__TASK DESCRIPTION__: All of the data below is to be written out again exactly.

§ §

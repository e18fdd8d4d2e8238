//! # Time units

/// Hertz
pub type Hertz = fugit::HertzU32;
pub type Hz = Hertz;

/// MegaHertz
pub type MegaHertz = fugit::MegahertzU32;
pub type MHz = MegaHertz;

/// Microseconds
pub type Microseconds = fugit::MicrosDurationU32;

/// Nanoseconds
pub type Nanoseconds = fugit::NanosDurationU32;

/// Convert a datasheet duration into a count of controller clock cycles, rounded up.
///
/// Saturates at [u32::MAX]. The result still has to fit the width of the targeted
/// [roa_sdram::regs::TimingConfig] field.
pub const fn clock_cycles(duration: Nanoseconds, clk: Hertz) -> u32 {
    let cycles = (duration.ticks() as u64 * clk.raw() as u64).div_ceil(1_000_000_000);
    if cycles > u32::MAX as u64 {
        return u32::MAX;
    }
    cycles as u32
}

#[cfg(test)]
mod tests {
    use super::*;
    use fugit::{ExtU32, RateExtU32};

    #[test]
    fn exact_multiple() {
        assert_eq!(clock_cycles(60.nanos(), 100.MHz()), 6);
    }

    #[test]
    fn rounds_up() {
        assert_eq!(clock_cycles(15.nanos(), 100.MHz()), 2);
        assert_eq!(clock_cycles(20.nanos(), 133.MHz()), 3);
    }

    #[test]
    fn refresh_interval() {
        // 64 ms / 8192 rows at 50 MHz.
        assert_eq!(clock_cycles(7812.nanos(), 50.MHz()), 391);
    }

    #[test]
    fn saturates_on_overflow() {
        // 4 s at 4 GHz are 16e9 cycles.
        assert_eq!(clock_cycles(4_000_000_000.nanos(), 4_000_000_000.Hz()), u32::MAX);
        assert_eq!(clock_cycles(1_000_000_000.nanos(), 4_000_000_000.Hz()), 4_000_000_000);
    }

    #[test]
    fn zero_duration() {
        assert_eq!(clock_cycles(0.nanos(), 100.MHz()), 0);
    }
}
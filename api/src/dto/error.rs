use serde::{Deserialize, Serialize};

/// Error body shared by every failing endpoint
#[derive(Debug, Clone, Serialize, Deserialize)]
pub struct ErrorResponse {
    pub success: bool,
    pub error: String,
    pub code: String,
}

impl ErrorResponse {
    pub fn new(error: impl Into<String>, code: impl Into<String>) -> Self {
        Self {
            success: false,
            error: error.into(),
            code: code.into(),
        }
    }
}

§ §

__ANSWER SPACE__:
repository e18fdd8d4d2e8238
//! # Time units

/// Hertz
pub type Hertz = fugit::HertzU32;
pub type Hz = Hertz;

/// MegaHertz
pub type MegaHertz = fugit::MegahertzU32;
pub type MHz = MegaHertz;

/// Microseconds
pub type Microseconds = fugit::MicrosDurationU32;

/// Nanoseconds
pub type Nanoseconds = fugit::NanosDurationU32;

/// Convert a datasheet duration into a count of controller clock cycles, rounded up.
///
/// Saturates at [u32::MAX]. The result still has to fit the width of the targeted
/// [roa_sdram::regs::TimingConfig] field.
pub const fn clock_cycles(duration: Nanoseconds, clk: Hertz) -> u32 {
    let cycles = (duration.ticks() as u64 * clk.raw() as u64).div_ceil(1_000_000_000);
    if cycles > u32::MAX as u64 {
        return u32::MAX;
    }
    cycles as u32
}

#[cfg(test)]
mod tests {
    use super::*;
    use fugit::{ExtU32, RateExtU32};

    #[test]
    fn exact_multiple() {
        assert_eq!(clock_cycles(60.nanos(), 100.MHz()), 6);
    }

    #[test]
    fn rounds_up() {
        assert_eq!(clock_cycles(15.nanos(), 100.MHz()), 2);
        assert_eq!(clock_cycles(20.nanos(), 133.MHz()), 3);
    }

    #[test]
    fn refresh_interval() {
        // 64 ms / 8192 rows at 50 MHz.
        assert_eq!(clock_cycles(7812.nanos(), 50.MHz()), 391);
    }

    #[test]
    fn saturates_on_overflow() {
        // 4 s at 4 GHz are 16e9 cycles.
        assert_eq!(clock_cycles(4_000_000_000.nanos(), 4_000_000_000.Hz()), u32::MAX);
        assert_eq!(clock_cycles(1_000_000_000.nanos(), 4_000_000_000.Hz()), 4_000_000_000);
    }

    #[test]
    fn zero_duration() {
        assert_eq!(clock_cycles(0.nanos(), 100.MHz()), 0);
    }
}
filename api/src/dto/error.rs
use serde::{Deserialize, Serialize};

/// Error body shared by every failing endpoint
#[derive(Debug, Clone, Serialize, Deserialize)]
pub struct ErrorResponse {
    pub success: bool,
    pub error: String,
    pub code: String,
}

impl ErrorResponse {
    pub fn new(error: impl Into<String>, code: impl Into<String>) -> Self {
        Self {
            success: false,
            error: error.into(),
            code: code.into(),
        }
    }
}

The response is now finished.